### ASSIGNMENT
Scan the entries for lines with the word "module", then copy those lines.

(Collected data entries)
Content starts
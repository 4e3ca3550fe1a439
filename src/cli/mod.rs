//! CLI argument parsing for crewflow.
//!
//! Uses clap derive macros for declarative argument definitions.
//! This module defines the command structure; actual implementations
//! are in the `commands` module.

use clap::{ArgAction, Args, Parser, Subcommand};
use std::path::PathBuf;

/// Crewflow: declarative launcher for role-based agent crews.
///
/// A flow is a directory holding `agents.yaml` and `tasks.yaml`. Crewflow
/// wires tasks to agents and to each other, runs them through the configured
/// engine, and saves the final text as a timestamped Markdown report.
///
/// Without a subcommand, crewflow lists the flows, asks which one to run and
/// reads the input text from the console.
#[derive(Parser, Debug)]
#[command(name = "crewflow")]
#[command(author, version, about, long_about = None)]
#[command(propagate_version = true)]
pub struct Cli {
    /// Launcher home holding `crewflow.yaml`, `.env` and the config root.
    #[arg(long, global = true, env = "CREWFLOW_HOME", value_name = "DIR")]
    pub home: Option<PathBuf>,

    /// Settings file (default: `<home>/crewflow.yaml`).
    #[arg(long, global = true, value_name = "FILE")]
    pub settings: Option<PathBuf>,

    /// More diagnostic output (repeatable).
    #[arg(short, long, global = true, action = ArgAction::Count)]
    pub verbose: u8,

    /// Only report errors.
    #[arg(short, long, global = true, conflicts_with = "verbose")]
    pub quiet: bool,

    #[command(subcommand)]
    pub command: Option<Command>,
}

/// Available commands for crewflow.
#[derive(Subcommand, Debug)]
pub enum Command {
    /// Run a flow and save its report.
    ///
    /// Missing `--flow` or input fall back to console prompts.
    Run(RunArgs),

    /// List the flows under the config root.
    List,

    /// Load and wire a flow, then print its execution plan.
    ///
    /// Nothing is executed.
    Check(CheckArgs),

    /// Check provider credentials and the models each flow uses.
    ///
    /// Fails when a model some agent needs has no credential, or, with
    /// `--ping`, does not answer a one-line prompt.
    Doctor(DoctorArgs),
}

/// Arguments for the `run` command.
#[derive(Args, Debug, Default)]
pub struct RunArgs {
    /// Flow to run. If omitted, choose from a numbered menu.
    #[arg(long)]
    pub flow: Option<String>,

    /// Input text. If omitted, read from the console until EOF.
    #[arg(long, conflicts_with = "input_file")]
    pub input: Option<String>,

    /// Read the input text from a file.
    #[arg(long, value_name = "PATH")]
    pub input_file: Option<PathBuf>,

    /// Extra template input (repeatable).
    #[arg(long = "set", value_name = "KEY=VALUE", value_parser = parse_key_value)]
    pub set: Vec<(String, String)>,

    /// Render the plan with inputs substituted instead of running the engine.
    #[arg(long)]
    pub dry_run: bool,
}

/// Arguments for the `check` command.
#[derive(Args, Debug)]
pub struct CheckArgs {
    /// Flow to check.
    pub flow: String,
}

/// Arguments for the `doctor` command.
#[derive(Args, Debug, Default)]
pub struct DoctorArgs {
    /// Only check this flow's models (default: every flow).
    #[arg(long)]
    pub flow: Option<String>,

    /// Send one trivial prompt to each usable model through the engine.
    #[arg(long)]
    pub ping: bool,
}

fn parse_key_value(raw: &str) -> Result<(String, String), String> {
    let (key, value) = raw
        .split_once('=')
        .ok_or_else(|| format!("expected KEY=VALUE, got '{}'", raw))?;
    let key = key.trim();
    if key.is_empty() || key.contains(['{', '}']) {
        return Err(format!("invalid input name '{}'", key));
    }
    Ok((key.to_string(), value.to_string()))
}

impl Cli {
    /// Parse command line arguments.
    pub fn parse_args() -> Self {
        Cli::parse()
    }
}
Content ends
### PROBLEM SOLUTION
//! This module defines the command structure; actual implementations
//! are in the `commands` module.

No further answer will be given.